We were also fans of the black pepper chicken siew mai, a variation on the dumpling, that we felt had a little more oomph compared to the other chicken offerings.

Our final shout has to go to the pork, in its variety of guises. 

The steamed black pork ribs were bite-sized in going with the spirit of dim sum, but were packed with flavour, while the meat itself was itching to fall off the bone. The taro pork roast siew mai, meanwhile, was a more traditional Chinese dumpling offering, though the star was unequivocally the marinated pork roast bao.

Sweet and spicy, think of a Chinese variation on a ‘malu paan’ but with the dough steamed not baked. The bao is something this writer will keep coming back for.

Mains and dessert

If the dim sum wasn’t enough, the promotion also includes mains and dessert. The mains included a vegetarian option in the stir fried vegetable noodles, a non-veg offering in the Seafood Fried Rice, and a traditional Chinese dish in the Chinese chicken rice porridge.

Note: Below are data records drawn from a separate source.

//! Client call surface: `POST /v1/gate/:method`.

use std::net::SocketAddr;

use axum::body::Bytes;
use axum::extract::{ConnectInfo, Path, State};
use axum::http::{HeaderMap, StatusCode};
use axum::response::{IntoResponse, Json, Response};

use cg_protocol::{Method, REMOTE_METADATA_KEY};

use crate::gate::{CallContext, GateError, GateReply};
use crate::state::AppState;

/// Build the call context for one request.
///
/// With `trust_remote_header` the `remote` header is the only source: a
/// fronting transport is expected to set it for every call.  Otherwise the
/// TCP peer address is used.
pub fn call_context(
    trust_remote_header: bool,
    headers: &HeaderMap,
    peer: Option<SocketAddr>,
) -> CallContext {
    if trust_remote_header {
        let remote = headers
            .get(REMOTE_METADATA_KEY)
            .and_then(|v| v.to_str().ok())
            .map(str::to_owned);
        return CallContext::new(remote);
    }
    CallContext::new(peer.map(|p| p.to_string()))
}

pub async fn call(
    State(state): State<AppState>,
    Path(method_name): Path<String>,
    connect: Option<ConnectInfo<SocketAddr>>,
    headers: HeaderMap,
    body: Bytes,
) -> Result<Json<GateReply>, GateError> {
    let method: Method = method_name.parse()?;

    // The caller's address is checked before the body is looked at.
    let ctx = call_context(
        state.config.server.trust_remote_header,
        &headers,
        connect.map(|ConnectInfo(addr)| addr),
    );
    if let Err(e) = ctx.remote_address() {
        tracing::debug!(method = %method, "call without a caller address");
        return Err(e);
    }

    let body = if body.iter().all(u8::is_ascii_whitespace) {
        serde_json::Value::Null
    } else {
        serde_json::from_slice(&body).map_err(|e| GateError::InvalidRequest {
            method,
            reason: e.to_string(),
        })?
    };

    let reply = state.gate.dispatch(&ctx, method, body).await?;
    Ok(Json(reply))
}

impl GateError {
    pub fn status(&self) -> StatusCode {
        match self {
            Self::InvalidContext | Self::InvalidRequest { .. } => StatusCode::BAD_REQUEST,
            Self::Unauthenticated { .. } => StatusCode::UNAUTHORIZED,
            Self::UnknownMethod(_) => StatusCode::NOT_FOUND,
            Self::NotImplemented(_) => StatusCode::NOT_IMPLEMENTED,
        }
    }
}

impl IntoResponse for GateError {
    fn into_response(self) -> Response {
        (
            self.status(),
            Json(serde_json::json!({
                "error": self.to_string(),
                "kind": self.kind(),
            })),
        )
            .into_response()
    }
}

#[cfg(test)]
mod tests {
    use super::*;
    use axum::http::HeaderValue;

    fn peer() -> Option<SocketAddr> {
        Some("192.168.1.7:40000".parse().unwrap())
    }

    #[test]
    fn peer_address_is_used_by_default() {
        let mut headers = HeaderMap::new();
        headers.insert("remote", HeaderValue::from_static("10.0.0.1:5000"));
        let ctx = call_context(false, &headers, peer());
        assert_eq!(ctx.remote_address(), Ok("192.168.1.7:40000"));
    }

    #[test]
    fn trusted_remote_header_wins() {
        let mut headers = HeaderMap::new();
        headers.insert("remote", HeaderValue::from_static("10.0.0.1:5000"));
        let ctx = call_context(true, &headers, peer());
        assert_eq!(ctx.remote_address(), Ok("10.0.0.1:5000"));
    }

    #[test]
    fn trusted_mode_without_header_is_invalid() {
        let ctx = call_context(true, &HeaderMap::new(), peer());
        assert_eq!(ctx.remote_address(), Err(GateError::InvalidContext));
    }

    #[test]
    fn statuses() {
        assert_eq!(GateError::InvalidContext.status(), StatusCode::BAD_REQUEST);
        assert_eq!(
            GateError::NotImplemented(Method::Heartbeat).status(),
            StatusCode::NOT_IMPLEMENTED
        );
        assert_eq!(
            GateError::UnknownMethod("x".into()).status(),
            StatusCode::NOT_FOUND
        );
    }
}
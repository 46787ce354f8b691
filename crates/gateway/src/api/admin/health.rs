use axum::extract::State;
use axum::response::{IntoResponse, Json};

use crate::state::AppState;

// ━━━━━━━━━━━━━━━━━━━━━━━━━━━━━━━━━━━━━━━━━━━━━━━━━━━━━━━━━━━━━━━━━━
// GET /v1/health (public, no auth)
// ━━━━━━━━━━━━━━━━━━━━━━━━━━━━━━━━━━━━━━━━━━━━━━━━━━━━━━━━━━━━━━━━━━

pub async fn health(State(state): State<AppState>) -> impl IntoResponse {
    Json(serde_json::json!({
        "status": "ok",
        "version": env!("CARGO_PKG_VERSION"),
        "uptime_secs": state.started_at.elapsed().as_secs(),
        "sessions": {
            "total": state.sessions.len(),
            "online": state.sessions.online_count(),
        },
    }))
}
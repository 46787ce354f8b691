//! chatgate server: gate dispatcher, HTTP surface, bootstrap and CLI.

pub mod api;
pub mod bootstrap;
pub mod cli;
pub mod gate;
pub mod state;
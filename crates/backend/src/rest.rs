//! REST implementations of [`IdAllocator`] and [`AccountStore`].
//!
//! Both clients wrap a shared `reqwest::Client` per collaborator and
//! translate each trait method into one HTTP call.  Calls are never
//! retried: a failed call is reported to the caller as-is.

use std::time::{Duration, Instant};

use async_trait::async_trait;
use reqwest::{Client, RequestBuilder, Response, StatusCode, Url};
use serde::de::DeserializeOwned;
use uuid::Uuid;

use cg_domain::config::{MasterConfig, StoreConfig};
use cg_domain::error::{Error, Result};
use cg_domain::trace::TraceEvent;

use crate::provider::{AccountStore, IdAllocator};
use crate::types::{
    AddFriendRequest, AddFriendResponse, AuthenticateRequest, CreateGroupRequest, ErrorBody,
    IdResponse, RegisterUserRequest, UpdateUserInfoRequest, UserInfo,
};

// ━━━━━━━━━━━━━━━━━━━━━━━━━━━━━━━━━━━━━━━━━━━━━━━━━━━━━━━━━━━━━━━━━━
// Transport
// ━━━━━━━━━━━━━━━━━━━━━━━━━━━━━━━━━━━━━━━━━━━━━━━━━━━━━━━━━━━━━━━━━━

#[derive(Debug, Clone)]
struct RestTransport {
    service: &'static str,
    http: Client,
    base_url: Url,
    api_key: Option<String>,
    timeout: Duration,
}

impl RestTransport {
    fn new(
        service: &'static str,
        base_url: &str,
        api_key: Option<String>,
        timeout_ms: u64,
    ) -> Result<Self> {
        let timeout = Duration::from_millis(timeout_ms);
        let http = Client::builder()
            .timeout(timeout)
            .build()
            .map_err(|e| Error::Http(e.to_string()))?;

        let base_url = Url::parse(base_url.trim_end_matches('/'))
            .map_err(|e| Error::Config(format!("{service}.base_url: {e}")))?;
        if base_url.cannot_be_a_base() {
            return Err(Error::Config(format!(
                "{service}.base_url: {base_url} cannot be used as a base URL"
            )));
        }

        Ok(Self {
            service,
            http,
            base_url,
            api_key,
            timeout,
        })
    }

    // ── request helpers ──────────────────────────────────────────────

    /// Decorate a `RequestBuilder` with the standard chatgate headers.
    fn decorate(&self, rb: RequestBuilder) -> RequestBuilder {
        let trace_id = Uuid::new_v4().to_string();
        let mut rb = rb
            .header("X-Client-Type", "chatgate")
            .header("X-Trace-Id", &trace_id);

        if let Some(ref key) = self.api_key {
            rb = rb.header("X-Api-Key", key);
        }
        rb
    }

    /// Build the full URL from path segments; each segment is
    /// percent-encoded, so user names may contain `/` or spaces.
    fn url(&self, segments: &[&str]) -> Result<Url> {
        let mut url = self.base_url.clone();
        url.path_segments_mut()
            .map_err(|_| Error::Config(format!("{}: invalid base URL", self.service)))?
            .pop_if_empty()
            .extend(segments);
        Ok(url)
    }

    /// Send one request, emit a `BackendCall` event, and map non-2xx
    /// responses into domain errors.
    async fn execute(&self, endpoint: &str, rb: RequestBuilder) -> Result<Response> {
        let start = Instant::now();
        let result = self.decorate(rb).send().await;
        let duration_ms = start.elapsed().as_millis() as u64;

        let resp = match result {
            Ok(resp) => resp,
            Err(e) => {
                TraceEvent::BackendCall {
                    service: self.service.to_owned(),
                    endpoint: endpoint.to_owned(),
                    status: e.status().map(|s| s.as_u16()).unwrap_or(0),
                    duration_ms,
                }
                .emit();
                return Err(from_reqwest(e));
            }
        };

        let status = resp.status();
        TraceEvent::BackendCall {
            service: self.service.to_owned(),
            endpoint: endpoint.to_owned(),
            status: status.as_u16(),
            duration_ms,
        }
        .emit();

        if status.is_success() {
            return Ok(resp);
        }

        let body = resp.text().await.unwrap_or_default();
        let message = error_message(&body)
            .unwrap_or_else(|| format!("{endpoint} returned {}", status.as_u16()));

        if status == StatusCode::UNAUTHORIZED || status == StatusCode::FORBIDDEN {
            return Err(Error::Auth(format!(
                "{} rejected credentials ({}): {message}",
                self.service,
                status.as_u16()
            )));
        }
        Err(Error::backend(self.service, message))
    }

    async fn parse<T: DeserializeOwned>(&self, endpoint: &str, resp: Response) -> Result<T> {
        let body = resp.text().await.map_err(from_reqwest)?;
        serde_json::from_str(&body).map_err(|e| {
            Error::backend(
                self.service,
                format!("failed to parse {endpoint} response: {e}: {body}"),
            )
        })
    }

    async fn health(&self) -> Result<serde_json::Value> {
        let url = self.url(&["health"])?;
        let resp = self.execute("GET /health", self.http.get(url)).await?;
        let status = resp.status().as_u16();
        let body = resp.text().await.map_err(from_reqwest)?;
        if body.trim().is_empty() {
            return Ok(serde_json::json!({ "status": status }));
        }
        serde_json::from_str(&body).or_else(|_| Ok(serde_json::json!({ "status": body })))
    }
}

/// Pull a human-readable message out of an error body.
fn error_message(body: &str) -> Option<String> {
    let trimmed = body.trim();
    if trimmed.is_empty() {
        return None;
    }
    match serde_json::from_str::<ErrorBody>(trimmed) {
        Ok(parsed) => Some(parsed.error),
        Err(_) => Some(trimmed.to_owned()),
    }
}

// ━━━━━━━━━━━━━━━━━━━━━━━━━━━━━━━━━━━━━━━━━━━━━━━━━━━━━━━━━━━━━━━━━━
// ID allocator client
// ━━━━━━━━━━━━━━━━━━━━━━━━━━━━━━━━━━━━━━━━━━━━━━━━━━━━━━━━━━━━━━━━━━

/// REST client for the ID allocator ("master").
#[derive(Debug, Clone)]
pub struct RestIdAllocator {
    transport: RestTransport,
}

impl RestIdAllocator {
    pub fn new(cfg: &MasterConfig) -> Result<Self> {
        Ok(Self {
            transport: RestTransport::new(
                "master",
                &cfg.base_url,
                cfg.api_key.clone(),
                cfg.timeout_ms,
            )?,
        })
    }

    /// The configured request timeout.
    pub fn timeout(&self) -> Duration {
        self.transport.timeout
    }
}

#[async_trait]
impl IdAllocator for RestIdAllocator {
    async fn allocate_id(&self) -> Result<i64> {
        let t = &self.transport;
        let url = t.url(&["api", "ids"])?;
        let resp = t.execute("POST /api/ids", t.http.post(url)).await?;
        let body: IdResponse = t.parse("POST /api/ids", resp).await?;
        Ok(body.id)
    }

    async fn health(&self) -> Result<serde_json::Value> {
        self.transport.health().await
    }
}

// ━━━━━━━━━━━━━━━━━━━━━━━━━━━━━━━━━━━━━━━━━━━━━━━━━━━━━━━━━━━━━━━━━━
// Account store client
// ━━━━━━━━━━━━━━━━━━━━━━━━━━━━━━━━━━━━━━━━━━━━━━━━━━━━━━━━━━━━━━━━━━

/// REST client for the persistent account store.
#[derive(Debug, Clone)]
pub struct RestAccountStore {
    transport: RestTransport,
}

impl RestAccountStore {
    pub fn new(cfg: &StoreConfig) -> Result<Self> {
        Ok(Self {
            transport: RestTransport::new(
                "store",
                &cfg.base_url,
                cfg.api_key.clone(),
                cfg.timeout_ms,
            )?,
        })
    }

    /// The configured request timeout.
    pub fn timeout(&self) -> Duration {
        self.transport.timeout
    }
}

#[async_trait]
impl AccountStore for RestAccountStore {
    async fn register(&self, user: &str, password: &str, id: i64) -> Result<()> {
        let t = &self.transport;
        let url = t.url(&["api", "users"])?;
        let req = RegisterUserRequest {
            user: user.to_owned(),
            password: password.to_owned(),
            id,
        };
        t.execute("POST /api/users", t.http.post(url).json(&req))
            .await?;
        Ok(())
    }

    async fn update_user_info(&self, user: &str, nick_name: &str, avatar: &[u8]) -> Result<i64> {
        let t = &self.transport;
        let url = t.url(&["api", "users", user])?;
        let req = UpdateUserInfoRequest {
            nick_name: nick_name.to_owned(),
            avatar: avatar.to_vec(),
        };
        let resp = t
            .execute("PUT /api/users/{user}", t.http.put(url).json(&req))
            .await?;
        let body: IdResponse = t.parse("PUT /api/users/{user}", resp).await?;
        Ok(body.id)
    }

    async fn get_user_info(&self, user: &str) -> Result<UserInfo> {
        let t = &self.transport;
        let url = t.url(&["api", "users", user])?;
        let resp = t.execute("GET /api/users/{user}", t.http.get(url)).await?;
        t.parse("GET /api/users/{user}", resp).await
    }

    async fn authenticate(&self, user: &str, password: &str) -> Result<i64> {
        let t = &self.transport;
        let url = t.url(&["api", "auth"])?;
        let req = AuthenticateRequest {
            user: user.to_owned(),
            password: password.to_owned(),
        };
        let resp = t
            .execute("POST /api/auth", t.http.post(url).json(&req))
            .await?;
        let body: IdResponse = t.parse("POST /api/auth", resp).await?;
        Ok(body.id)
    }

    async fn add_friend(&self, from_id: i64, to_id: i64, confirm: bool) -> Result<bool> {
        let t = &self.transport;
        let url = t.url(&["api", "friends"])?;
        let req = AddFriendRequest {
            from_id,
            to_id,
            confirm,
        };
        let resp = t
            .execute("POST /api/friends", t.http.post(url).json(&req))
            .await?;
        let body: AddFriendResponse = t.parse("POST /api/friends", resp).await?;
        Ok(body.confirm)
    }

    async fn find_user(&self, user: &str) -> Result<i64> {
        let t = &self.transport;
        let url = t.url(&["api", "users", user, "id"])?;
        let resp = t
            .execute("GET /api/users/{user}/id", t.http.get(url))
            .await?;
        let body: IdResponse = t.parse("GET /api/users/{user}/id", resp).await?;
        Ok(body.id)
    }

    async fn create_group(&self, owner_id: i64, group_id: i64) -> Result<()> {
        let t = &self.transport;
        let url = t.url(&["api", "groups"])?;
        let req = CreateGroupRequest { owner_id, group_id };
        t.execute("POST /api/groups", t.http.post(url).json(&req))
            .await?;
        Ok(())
    }

    async fn health(&self) -> Result<serde_json::Value> {
        self.transport.health().await
    }
}

// ━━━━━━━━━━━━━━━━━━━━━━━━━━━━━━━━━━━━━━━━━━━━━━━━━━━━━━━━━━━━━━━━━━
// Error conversion helper
// ━━━━━━━━━━━━━━━━━━━━━━━━━━━━━━━━━━━━━━━━━━━━━━━━━━━━━━━━━━━━━━━━━━

/// Convert a `reqwest::Error` into a domain `Error`.
///
/// Timeout errors become `Error::Timeout`; everything else becomes
/// `Error::Http`.
pub fn from_reqwest(e: reqwest::Error) -> Error {
    if e.is_timeout() {
        Error::Timeout(e.to_string())
    } else {
        Error::Http(e.to_string())
    }
}

#[cfg(test)]
mod tests {
    use super::*;

    fn store(base: &str) -> RestTransport {
        RestTransport::new("store", base, None, 1000).unwrap()
    }

    #[test]
    fn url_appends_encoded_segments() {
        let t = store("http://localhost:9002/");
        let url = t.url(&["api", "users", "bob smith"]).unwrap();
        assert_eq!(url.as_str(), "http://localhost:9002/api/users/bob%20smith");
    }

    #[test]
    fn url_keeps_base_path_prefix() {
        let t = store("http://gw.internal/store");
        let url = t.url(&["api", "auth"]).unwrap();
        assert_eq!(url.as_str(), "http://gw.internal/store/api/auth");
    }

    #[test]
    fn invalid_base_url_is_config_error() {
        let err = RestTransport::new("master", "not a url", None, 1000).unwrap_err();
        assert!(matches!(err, Error::Config(_)));
    }

    #[test]
    fn error_message_prefers_json_error_field() {
        assert_eq!(
            error_message(r#"{"error":"wrong password"}"#).as_deref(),
            Some("wrong password")
        );
        assert_eq!(error_message("plain text").as_deref(), Some("plain text"));
        assert_eq!(error_message("  "), None);
    }
}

We tried the latter two, of which the former is just as flavourful as you would expect. It’s just a shame that by the time you get to it, most will have likely had their fill of dumplings. The porridge meanwhile is an unusual dish, which brings up memories of ‘kanji’ more than anything else. It’s certainly worth trying, for the experience if nothing else. As for the dessert, we were initially disappointed that there was no choice, with simply the one item on the menu. However once we tried it, it all started to make much more sense.

The mango pudding with chilled sago, lychee ice cream and cinnamon dusted honey is for all intents and purposes three desserts in one. Each element, be it the gelatinous mango pudding, the gorgeous sago, or the delightful homemade ice cream, all work separately, but even better together. It’s certainly a worthy way to end the meal. 


Having already sampled Long Feng’s dumplings at their annual Chinese Food Festival last year, we knew what to expect, and it’s safe to say we weren’t disappointed.

Long Feng unarguably does some of the best, if not the best, dim sum in Colombo, and now it can be experienced in all its glory every weekend. Don’t miss out.